By the mid-1990s, fellow Haligonians (natives of Halifax) Sloan, were hitting their stride with the release of albums such as One Chord to Another and Navy Blues, and bringing big media focus and attention to the east coast Canadian music scene. This new focus led to perfect timing for Thrush Hermit’s release of Clayton Park in 1999.
I asked Plaskett what he thought Thrush Hermit brought to the Halifax scene after Sloan helped shine a light on it. “Well, we kicked their ass. We were a hard rock band. At the time we hit our stride, we were the heaviest band in Canada. I don’t think all our records were flawless, but by Clayton Park, we were the best band in Canada.”
“We loosened up as a band. We didn’t write all the guitar solos. We went into the studio and fucked around. We bought an eight track with the money we got when we signed to Elektra. When we came back from recording Sweet Homewrecker, we had a studio, a little eight-track studio of our own, that really [shaped] the way we made Clayton Park.”

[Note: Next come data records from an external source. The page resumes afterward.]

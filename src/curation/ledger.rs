//! Allergen ledger: derives a patient's active allergen set from lab results.
//!
//! Each (patient, allergen) pair keeps one decision row whose freshness marker
//! is the test date of the measurement that produced it. A measurement only
//! changes the row when it is strictly newer than that marker, so results
//! arriving out of order never overwrite a decision taken from a later test.
//! Unlinking keeps the row as an inactive tombstone for the same reason.

use chrono::NaiveDate;
use rusqlite::{Connection, Transaction, TransactionBehavior};
use serde::{Deserialize, Serialize};
use uuid::Uuid;

use super::error::CurationError;
use crate::db::repository::{get_active_allergens, get_allergen_link, upsert_allergen, write_allergen_link};
use crate::models::{Allergen, LabMeasurement, PatientAllergenLink};

/// Outcome of applying one measurement.
#[derive(Debug, Clone, Copy, PartialEq, Eq, Hash, Serialize, Deserialize)]
#[serde(rename_all = "snake_case")]
pub enum Decision {
    Linked,
    Unlinked,
    /// An equally recent or newer decision already stands.
    Skipped,
}

/// Pure decision rule. `positive` is `value >= threshold`.
pub fn decide(existing: Option<&PatientAllergenLink>, positive: bool, test_date: NaiveDate) -> Decision {
    let superseded = existing.is_some_and(|link| link.last_decision_at >= test_date);
    match (positive, superseded) {
        (_, true) => Decision::Skipped,
        (true, false) => Decision::Linked,
        (false, false) => Decision::Unlinked,
    }
}

pub struct AllergenLedger<'a> {
    conn: &'a Connection,
}

impl<'a> AllergenLedger<'a> {
    pub fn new(conn: &'a Connection) -> Self {
        Self { conn }
    }

    /// Apply one measurement; the allergen is named after its code.
    pub fn apply(
        &self,
        patient_id: &Uuid,
        allergen_code: &str,
        calibrated_value: f64,
        threshold: f64,
        test_date: NaiveDate,
    ) -> Result<Decision, CurationError> {
        self.apply_named(patient_id, allergen_code, None, calibrated_value, threshold, test_date)
    }

    pub fn apply_measurement(
        &self,
        measurement: &LabMeasurement,
        threshold: f64,
    ) -> Result<Decision, CurationError> {
        self.apply_named(
            &measurement.patient_id,
            &measurement.allergen_code,
            measurement.allergen_name.as_deref(),
            measurement.calibrated_value,
            threshold,
            measurement.test_date,
        )
    }

    fn apply_named(
        &self,
        patient_id: &Uuid,
        allergen_code: &str,
        allergen_name: Option<&str>,
        calibrated_value: f64,
        threshold: f64,
        test_date: NaiveDate,
    ) -> Result<Decision, CurationError> {
        let code = allergen_code.trim();
        if code.is_empty() {
            return Err(CurationError::InvalidInput("empty allergen code".into()));
        }
        if !calibrated_value.is_finite() {
            return Err(CurationError::InvalidInput(format!(
                "non-finite value for allergen {code}"
            )));
        }

        let name = allergen_name
            .map(str::trim)
            .filter(|n| !n.is_empty())
            .unwrap_or(code);

        // Compare-and-write for this pair happens in one write transaction.
        let tx = Transaction::new_unchecked(self.conn, TransactionBehavior::Immediate)?;
        let allergen = upsert_allergen(&tx, code, name)?;
        let existing = get_allergen_link(&tx, patient_id, &allergen.id)?;

        let decision = decide(existing.as_ref(), calibrated_value >= threshold, test_date);
        match decision {
            Decision::Skipped => {
                tracing::debug!(
                    patient_id = %patient_id,
                    allergen = code,
                    %test_date,
                    current = ?existing.as_ref().map(|l| l.last_decision_at),
                    "Stale measurement ignored"
                );
            }
            Decision::Linked | Decision::Unlinked => {
                write_allergen_link(
                    &tx,
                    &PatientAllergenLink {
                        patient_id: *patient_id,
                        allergen_id: allergen.id,
                        active: decision == Decision::Linked,
                        last_decision_at: test_date,
                        updated_at: chrono::Local::now().naive_local(),
                    },
                )?;
                tracing::debug!(
                    patient_id = %patient_id,
                    allergen = code,
                    %test_date,
                    ?decision,
                    "Allergen decision recorded"
                );
            }
        }

        tx.commit()?;
        Ok(decision)
    }

    pub fn active_allergens(&self, patient_id: &Uuid) -> Result<Vec<Allergen>, CurationError> {
        Ok(get_active_allergens(self.conn, patient_id)?)
    }
}

#[cfg(test)]
mod tests {
    use super::*;
    use crate::db::repository::insert_patient;
    use crate::db::sqlite::open_memory_database;
    use crate::models::{Patient, PatientSettings};

    const THRESHOLD: f64 = 10.0;

    fn date(y: i32, m: u32, d: u32) -> NaiveDate {
        NaiveDate::from_ymd_opt(y, m, d).unwrap()
    }

    fn setup() -> (Connection, Uuid) {
        let conn = open_memory_database().unwrap();
        let patient = Patient {
            id: Uuid::new_v4(),
            lab_id: None,
            display_name: "Ledger Patient".into(),
            settings: PatientSettings::default(),
        };
        insert_patient(&conn, &patient).unwrap();
        (conn, patient.id)
    }

    fn active_codes(ledger: &AllergenLedger, patient_id: &Uuid) -> Vec<String> {
        ledger
            .active_allergens(patient_id)
            .unwrap()
            .into_iter()
            .map(|a| a.code)
            .collect()
    }

    #[test]
    fn older_negative_does_not_clear_newer_link() {
        let (conn, pid) = setup();
        let ledger = AllergenLedger::new(&conn);

        let m1 = ledger.apply(&pid, "f13", 15.0, THRESHOLD, date(2024, 1, 1)).unwrap();
        assert_eq!(m1, Decision::Linked);
        assert_eq!(active_codes(&ledger, &pid), vec!["f13"]);

        let m2 = ledger.apply(&pid, "f13", 5.0, THRESHOLD, date(2023, 12, 1)).unwrap();
        assert_eq!(m2, Decision::Skipped);
        assert_eq!(active_codes(&ledger, &pid), vec!["f13"]);

        let m3 = ledger.apply(&pid, "f13", 5.0, THRESHOLD, date(2024, 2, 1)).unwrap();
        assert_eq!(m3, Decision::Unlinked);
        assert!(active_codes(&ledger, &pid).is_empty());
    }

    #[test]
    fn tombstone_blocks_older_positive() {
        let (conn, pid) = setup();
        let ledger = AllergenLedger::new(&conn);

        ledger.apply(&pid, "f1", 2.0, THRESHOLD, date(2024, 3, 1)).unwrap();
        let late = ledger.apply(&pid, "f1", 40.0, THRESHOLD, date(2024, 1, 1)).unwrap();
        assert_eq!(late, Decision::Skipped);
        assert!(active_codes(&ledger, &pid).is_empty());
    }

    #[test]
    fn negative_without_history_is_unlinked() {
        let (conn, pid) = setup();
        let ledger = AllergenLedger::new(&conn);
        let d = ledger.apply(&pid, "f2", 0.1, THRESHOLD, date(2024, 1, 1)).unwrap();
        assert_eq!(d, Decision::Unlinked);
        assert!(active_codes(&ledger, &pid).is_empty());
    }

    #[test]
    fn same_date_is_skipped_both_ways() {
        let (conn, pid) = setup();
        let ledger = AllergenLedger::new(&conn);
        ledger.apply(&pid, "f3", 12.0, THRESHOLD, date(2024, 5, 5)).unwrap();
        assert_eq!(
            ledger.apply(&pid, "f3", 12.0, THRESHOLD, date(2024, 5, 5)).unwrap(),
            Decision::Skipped
        );
        assert_eq!(
            ledger.apply(&pid, "f3", 1.0, THRESHOLD, date(2024, 5, 5)).unwrap(),
            Decision::Skipped
        );
        assert_eq!(active_codes(&ledger, &pid), vec!["f3"]);
    }

    #[test]
    fn value_at_threshold_links() {
        let (conn, pid) = setup();
        let ledger = AllergenLedger::new(&conn);
        let d = ledger.apply(&pid, "f4", 10.0, THRESHOLD, date(2024, 1, 1)).unwrap();
        assert_eq!(d, Decision::Linked);
    }

    #[test]
    fn final_state_follows_latest_test_date() {
        let (conn, pid) = setup();
        let ledger = AllergenLedger::new(&conn);
        // Shuffled arrival; the 2024-04-01 positive is the newest.
        let arrivals = [
            (3.0, date(2024, 2, 1)),
            (30.0, date(2024, 4, 1)),
            (1.0, date(2024, 3, 1)),
            (2.0, date(2023, 6, 1)),
        ];
        for (value, d) in arrivals {
            ledger.apply(&pid, "t215", value, THRESHOLD, d).unwrap();
        }
        assert_eq!(active_codes(&ledger, &pid), vec!["t215"]);
    }

    #[test]
    fn concurrent_writers_on_separate_connections() {
        let dir = tempfile::tempdir().unwrap();
        let path = dir.path().join("ledger.db");
        let conn = crate::db::sqlite::open_database(&path).unwrap();
        let patient = Patient {
            id: Uuid::new_v4(),
            lab_id: None,
            display_name: "Race".into(),
            settings: PatientSettings::default(),
        };
        insert_patient(&conn, &patient).unwrap();
        let pid = patient.id;
        let start = date(2024, 1, 1);

        // One writer sends positives on even days, the other negatives on odd
        // days plus the latest result.
        let handles: Vec<_> = [(0u64, 40.0), (1u64, 1.0)]
            .into_iter()
            .map(|(parity, value)| {
                let path = path.clone();
                std::thread::spawn(move || {
                    let conn = crate::db::sqlite::open_database(&path).unwrap();
                    let ledger = AllergenLedger::new(&conn);
                    let mut days: Vec<u64> = (0..40).filter(|d| d % 2 == parity).collect();
                    if parity == 1 {
                        days.push(41);
                    }
                    for day in days {
                        let test_date = start + chrono::Days::new(day);
                        ledger.apply(&pid, "f13", value, THRESHOLD, test_date).unwrap();
                    }
                })
            })
            .collect();
        for handle in handles {
            handle.join().unwrap();
        }

        let ledger = AllergenLedger::new(&conn);
        assert!(active_codes(&ledger, &pid).is_empty());
        let allergen = crate::db::repository::get_allergen_by_code(&conn, "f13").unwrap().unwrap();
        let link = get_allergen_link(&conn, &pid, &allergen.id).unwrap().unwrap();
        assert_eq!(link.last_decision_at, start + chrono::Days::new(41));
        assert!(!link.active);
    }

    #[test]
    fn measurement_name_is_kept() {
        let (conn, pid) = setup();
        let ledger = AllergenLedger::new(&conn);
        let m = LabMeasurement {
            sample_id: "S-1".into(),
            patient_id: pid,
            allergen_code: "f13".into(),
            allergen_name: Some("Peanut".into()),
            calibrated_value: 22.5,
            test_date: date(2024, 1, 1),
        };
        ledger.apply_measurement(&m, THRESHOLD).unwrap();
        let active = ledger.active_allergens(&pid).unwrap();
        assert_eq!(active[0].name, "Peanut");
    }

    #[test]
    fn rejects_unusable_input() {
        let (conn, pid) = setup();
        let ledger = AllergenLedger::new(&conn);
        assert!(matches!(
            ledger.apply(&pid, "  ", 20.0, THRESHOLD, date(2024, 1, 1)),
            Err(CurationError::InvalidInput(_))
        ));
        assert!(matches!(
            ledger.apply(&pid, "f1", f64::NAN, THRESHOLD, date(2024, 1, 1)),
            Err(CurationError::InvalidInput(_))
        ));
    }

    #[test]
    fn decide_rule() {
        let link = PatientAllergenLink {
            patient_id: Uuid::nil(),
            allergen_id: Uuid::nil(),
            active: true,
            last_decision_at: date(2024, 1, 1),
            updated_at: date(2024, 1, 1).and_hms_opt(0, 0, 0).unwrap(),
        };
        assert_eq!(decide(None, true, date(2024, 1, 1)), Decision::Linked);
        assert_eq!(decide(Some(&link), true, date(2024, 1, 2)), Decision::Linked);
        assert_eq!(decide(Some(&link), false, date(2023, 1, 1)), Decision::Skipped);
    }
}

With Clayton Park, Joel Plaskett seemed to overshadow the other two songwriters, Ian McGettigan and Rob Benvie. Of the eleven songs on Clayton Park, Plaskett wrote and sang lead on eight. I asked Joel if he saw it in the same light. “I don’t see it that way because it kind of came down to it, and it looked like I’m gonna have more songs on this record. Rob had a ton of songs, but he was like, ‘Which songs of mine are going to fit this record, and what do we need on this record? We need something fun; we need ‘Headin’ South’.’ We worked that one out live and [we thought], this is a great, kick ass rock song, and we all get to jam out on it. The thing that I really thought and really still think is Rob’s strong suit, as a songwriter he’s really strong, but also he’s rhythmically strong. He has a really good sense of what makes a song compel itself and is simple. ‘Headin’ South’ has such a deadly rhythm to it, and he added a lot of suggestions to my songs, and his guitar playing was always really aggressive. Rob is a great piano player too, so he was playing keys on that record and playing a lot of lead guitar.”
"Ian’s song [‘(Oh Man!) What To Do?’] is a totally fun song on that record. It just cooks, right? I like it because ‘From The Back Of The Film’, chased with the Ian song is like the record comes out swingin’. I mean, I don’t think my stuff is any more mature. The strength of that record is the fact that our roles at that point were becoming, as far as I was concerned, a little more defined in terms of what everyone’s strengths were. I was writing and my singing was developing by that point. Ultimately that is what kind of put the nail in the coffin of that band.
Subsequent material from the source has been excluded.